|
Bir tren, bir havuz problemi ve
biz batıyı yakalayabilir miyiz?
Hani damat demiş ya; “Erdoğan Mars’a dört şerit yol yapacağız dese
inanacak seçmenimiz var” diye…
İşte bu günün Türkiye’sinde, en azından yarıya yakın insanımızın içinde
bulunduğu düşünülen ya da bulundurulmaya gayret edilen “çok vahim”
durumun bir sürç-ü lisan eseri de olsa en açık ifadesi.
Yani “muhterem” resmen “Bizim seçmenimiz aptaldır, böyle şeylere bile
inanır” diyor ve söylerken de muhalefete şu mesajı vermek istiyor:
“Siz ne anlatırsanız anlatın, sonunda bu halk gerçeklere değil,
kayınpederin söylediklerine inanır ve seçim denen şey de halkın
tercihini belirlemek ise; siz ancak havanızı alırsınız”

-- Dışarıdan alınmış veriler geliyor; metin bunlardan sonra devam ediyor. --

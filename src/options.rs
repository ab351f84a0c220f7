use core::fmt;
use std::time::Duration;

use reqwest::{
    blocking::Request,
    header::{HeaderName, HeaderValue},
};
use smallvec::SmallVec;
use tl::ParserOptions;

use crate::errors::{Error, Result};

/// Timeout applied to HTTP requests unless configured otherwise
pub const HTTP_REQUEST_TIMEOUT: Duration = Duration::from_secs(60);

/// A modification applied to every outgoing request before it is sent
///
/// Closures taking a `&mut Request` are request configs as well:
/// ```
/// use reqwest::header::{HeaderValue, REFERER};
///
/// let options = restify::LoadOptions::new().config(|request: &mut reqwest::blocking::Request| {
///     request
///         .headers_mut()
///         .insert(REFERER, HeaderValue::from_static("https://example.com/"));
/// });
/// ```
pub trait RequestConfig: Send + Sync {
    /// Applies this configuration to the request
    fn apply(&self, request: &mut Request) -> Result<()>;
}

impl<F> RequestConfig for F
where
    F: Fn(&mut Request) + Send + Sync,
{
    fn apply(&self, request: &mut Request) -> Result<()> {
        self(request);
        Ok(())
    }
}

/// Sets additional headers on the request, overwriting existing values of the same name
#[derive(Debug, Clone, Default, PartialEq, Eq)]
pub struct WithHeaders {
    headers: SmallVec<[(String, String); 4]>,
}

impl WithHeaders {
    /// Creates a new header configuration from `(name, value)` pairs
    pub fn new<I, K, V>(headers: I) -> Self
    where
        I: IntoIterator<Item = (K, V)>,
        K: Into<String>,
        V: Into<String>,
    {
        Self {
            headers: headers
                .into_iter()
                .map(|(k, v)| (k.into(), v.into()))
                .collect(),
        }
    }

    /// Returns the number of headers this configuration sets
    pub fn len(&self) -> usize {
        self.headers.len()
    }

    /// Returns whether this configuration sets no headers at all
    pub fn is_empty(&self) -> bool {
        self.headers.is_empty()
    }
}

impl RequestConfig for WithHeaders {
    fn apply(&self, request: &mut Request) -> Result<()> {
        for (name, value) in &self.headers {
            let header_name =
                HeaderName::from_bytes(name.as_bytes()).map_err(|source| {
                    Error::InvalidHeaderName {
                        name: name.clone(),
                        source,
                    }
                })?;
            let header_value =
                HeaderValue::from_str(value).map_err(|source| Error::InvalidHeaderValue {
                    name: name.clone(),
                    source,
                })?;

            request.headers_mut().insert(header_name, header_value);
        }

        Ok(())
    }
}

/// Options for loading documents
///
/// The default options parse with [`ParserOptions::default()`], send no `user-agent`
/// and time HTTP requests out after [`HTTP_REQUEST_TIMEOUT`].
pub struct LoadOptions {
    user_agent: Option<String>,
    timeout: Duration,
    parser: ParserOptions,
    configs: Vec<Box<dyn RequestConfig>>,
}

impl Default for LoadOptions {
    fn default() -> Self {
        Self {
            user_agent: None,
            timeout: HTTP_REQUEST_TIMEOUT,
            parser: ParserOptions::default(),
            configs: Vec::new(),
        }
    }
}

impl fmt::Debug for LoadOptions {
    fn fmt(&self, f: &mut fmt::Formatter<'_>) -> fmt::Result {
        f.debug_struct("LoadOptions")
            .field("user_agent", &self.user_agent)
            .field("timeout", &self.timeout)
            .field("parser", &self.parser)
            .field("configs", &self.configs.len())
            .finish()
    }
}

impl LoadOptions {
    /// Creates a new [LoadOptions] with default settings
    pub fn new() -> Self {
        Self::default()
    }

    /// Sets the `user-agent` header sent with HTTP requests
    ///
    /// An empty string sends no `user-agent` header at all.
    /// If provided, it should follow <https://developer.mozilla.org/en-US/docs/Web/HTTP/Headers/User-Agent>.
    pub fn user_agent(mut self, user_agent: impl Into<String>) -> Self {
        let user_agent = user_agent.into();
        self.user_agent = (!user_agent.is_empty()).then(|| user_agent);
        self
    }

    /// Sets the timeout for a whole HTTP request, from connecting until the body is read
    pub fn timeout(mut self, timeout: Duration) -> Self {
        self.timeout = timeout;
        self
    }

    /// Sets the options passed to the HTML parser
    pub fn parser_options(mut self, options: ParserOptions) -> Self {
        self.parser = options;
        self
    }

    /// Adds a configuration applied to every outgoing request, after the default headers
    pub fn config(mut self, config: impl RequestConfig + 'static) -> Self {
        self.configs.push(Box::new(config));
        self
    }

    /// Shorthand for `config(WithHeaders::new(headers))`
    pub fn headers<I, K, V>(self, headers: I) -> Self
    where
        I: IntoIterator<Item = (K, V)>,
        K: Into<String>,
        V: Into<String>,
    {
        self.config(WithHeaders::new(headers))
    }

    /// Returns the configured `user-agent`, if any
    #[inline]
    pub fn get_user_agent(&self) -> Option<&str> {
        self.user_agent.as_deref()
    }

    /// Returns the HTTP request timeout
    #[inline]
    pub fn get_timeout(&self) -> Duration {
        self.timeout
    }

    /// Returns the options passed to the HTML parser
    #[inline]
    pub fn get_parser_options(&self) -> ParserOptions {
        self.parser
    }

    /// Returns whether any option only meaningful for HTTP requests was set
    pub(crate) fn is_request_configured(&self) -> bool {
        self.user_agent.is_some() || !self.configs.is_empty()
    }

    /// Applies every request configuration to `request`, in the order they were added
    pub(crate) fn apply(&self, request: &mut Request) -> Result<()> {
        self.configs
            .iter()
            .try_for_each(|config| config.apply(request))
    }
}

#[cfg(test)]
mod tests {
    use super::*;
    use reqwest::{header::USER_AGENT, Method};

    fn request() -> Request {
        Request::new(Method::GET, "http://localhost/".parse().unwrap())
    }

    #[test]
    fn defaults() {
        let options = LoadOptions::default();

        assert_eq!(options.get_user_agent(), None);
        assert_eq!(options.get_timeout(), HTTP_REQUEST_TIMEOUT);
        assert_eq!(options.get_parser_options(), ParserOptions::default());
    }

    #[test]
    fn empty_user_agent_is_unset() {
        assert_eq!(LoadOptions::new().user_agent("").get_user_agent(), None);
        assert_eq!(
            LoadOptions::new().user_agent("bot/1.0").get_user_agent(),
            Some("bot/1.0")
        );
    }

    #[test]
    fn parser_options_are_kept() {
        assert!(!LoadOptions::new().get_parser_options().is_tracking_ids());

        let parser = ParserOptions::default().track_ids();
        let options = LoadOptions::new().parser_options(parser);

        assert!(options.get_parser_options().is_tracking_ids());
    }

    #[test]
    fn with_headers_overwrites() {
        let mut request = request();
        request
            .headers_mut()
            .insert(USER_AGENT, HeaderValue::from_static("old"));

        let config = WithHeaders::new([("User-Agent", "new"), ("x-token", "abc")]);
        assert_eq!(config.len(), 2);
        assert!(!config.is_empty());
        config.apply(&mut request).unwrap();

        let headers = request.headers();
        assert_eq!(headers.get_all(USER_AGENT).iter().count(), 1);
        assert_eq!(headers[USER_AGENT], "new");
        assert_eq!(headers["x-token"], "abc");
    }

    #[test]
    fn empty_headers_change_nothing() {
        let config = WithHeaders::default();
        assert!(config.is_empty());
        assert_eq!(config.len(), 0);

        let mut request = request();
        config.apply(&mut request).unwrap();
        assert!(request.headers().is_empty());
    }

    #[test]
    fn invalid_header_name_is_an_error() {
        let err = WithHeaders::new([("bad header", "x")])
            .apply(&mut request())
            .unwrap_err();

        assert!(matches!(err, Error::InvalidHeaderName { ref name, .. } if name == "bad header"));
        assert!(err.is_request());
    }

    #[test]
    fn invalid_header_value_is_an_error() {
        let err = WithHeaders::new([("x-token", "line\nbreak")])
            .apply(&mut request())
            .unwrap_err();

        assert!(matches!(err, Error::InvalidHeaderValue { .. }));
    }

    #[test]
    fn configs_run_in_order() {
        let options = LoadOptions::new()
            .headers([("x-order", "first")])
            .headers([("x-order", "second")]);

        let mut request = request();
        options.apply(&mut request).unwrap();

        assert_eq!(request.headers()["x-order"], "second");
    }
}
//! The vocabulary of recognized HTML element names

/// Every recognized HTML element name, lower-case and sorted so it can be binary searched.
///
/// Covers the current HTML standard plus the obsolete elements browsers still parse
/// (`center`, `font`, `marquee`, ...) and the SVG/MathML roots.
pub const KNOWN_TAGS: &[&str] = &[
    "a", "abbr", "acronym", "address", "applet", "area", "article", "aside", "audio", "b",
    "base", "basefont", "bdi", "bdo", "bgsound", "big", "blink", "blockquote", "body", "br",
    "button", "canvas", "caption", "center", "cite", "code", "col", "colgroup", "command",
    "data", "datalist", "dd", "del", "details", "dfn", "dialog", "dir", "div", "dl", "dt",
    "em", "embed", "fieldset", "figcaption", "figure", "font", "footer", "form", "frame",
    "frameset", "h1", "h2", "h3", "h4", "h5", "h6", "head", "header", "hgroup", "hr", "html",
    "i", "iframe", "image", "img", "input", "ins", "isindex", "kbd", "keygen", "label",
    "legend", "li", "link", "listing", "main", "malignmark", "map", "mark", "marquee", "math",
    "menu", "menuitem", "meta", "meter", "mglyph", "mi", "mn", "mo", "ms", "mtext", "nav",
    "nobr", "noembed", "noframes", "noscript", "object", "ol", "optgroup", "option", "output",
    "p", "param", "picture", "plaintext", "pre", "progress", "q", "rb", "rp", "rt", "rtc",
    "ruby", "s", "samp", "script", "search", "section", "select", "slot", "small", "source",
    "spacer", "span", "strike", "strong", "style", "sub", "summary", "sup", "svg", "table",
    "tbody", "td", "template", "textarea", "tfoot", "th", "thead", "time", "title", "tr",
    "track", "tt", "u", "ul", "var", "video", "wbr", "xmp",
];

/// Returns the canonical (lower-case) name of a recognized HTML element
///
/// The lookup is ASCII case-insensitive. Custom elements and misspelled names are not recognized.
///
/// # Example
/// ```
/// assert_eq!(restify::tags::lookup("DIV"), Some("div"));
/// assert_eq!(restify::tags::lookup("my-widget"), None);
/// ```
pub fn lookup(name: &str) -> Option<&'static str> {
    // the longest known name is "malignmark", anything longer can be rejected without allocating
    if name.is_empty() || name.len() > 10 {
        return None;
    }

    let lower = name.to_ascii_lowercase();
    KNOWN_TAGS
        .binary_search(&lower.as_str())
        .ok()
        .map(|idx| KNOWN_TAGS[idx])
}

/// Returns whether the given name is a recognized HTML element
#[inline]
pub fn is_known(name: &str) -> bool {
    lookup(name).is_some()
}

Ne söyleyeceksiniz bu durum karşısında?
-“On altı yıllık gayretinizle bu gün halkın ciddi bir kesimini
getirdiğiniz nokta budur, siz buna seviniyorsanız bizim diyebilecek
sözümüz yok” mu demeli?
-“Siz öyle zannedin, o laf ağzınızdan çıktığına göre şimdi görün bakalım
bu halk da sizin siyasi seviyenizi nasıl değerlendiriyor” mu demeli?
*
Halkımız biraz enteresan gerçekten;
Bazen insanın umutlarını tümüyle kaybettirecek kadar vurdum duymaz; ama
asla her zaman damadın söylediği gibi de değil.
Galiba fazla “sabırlı”.
Ne kadar bir sabır bu? derseniz düşüncemizi söyleyelim:
Sabrı, “Bıçak kemiğe dayanana kadar” olabiliyor..
Bu iyi bir şey mi?
“Değil elbette” ama öyle…
Kötü tarafı, zarardan geç dönmesi,
İyi tarafı, gerektiğinde her türlü zorluğa katlanabilmesi.
Nitekim Kurtuluş savaşında da öyle olmamış mı? Bir taraftan memleket
batana kadar sesini çıkarmamış, sonra bir şimşek çakmış, onca
yoksulluklar, onca zor koşullar içinde yedi düvele meydan okumuş ve bu
işi başarmış da.
*
Türkiye, yine bir uzunca dönem aynen “damat”ın ağzından kaçırdığı gibi
hayaller, aynen bakara-makara olayında olduğu gibi ucuz din ticaretiyle
yönetildi ve o şanlı kuruluş yıllarında dünyaya parmak ısırtmışlıktan
sonra şimdi hiç de hak etmediği durumlara düştü.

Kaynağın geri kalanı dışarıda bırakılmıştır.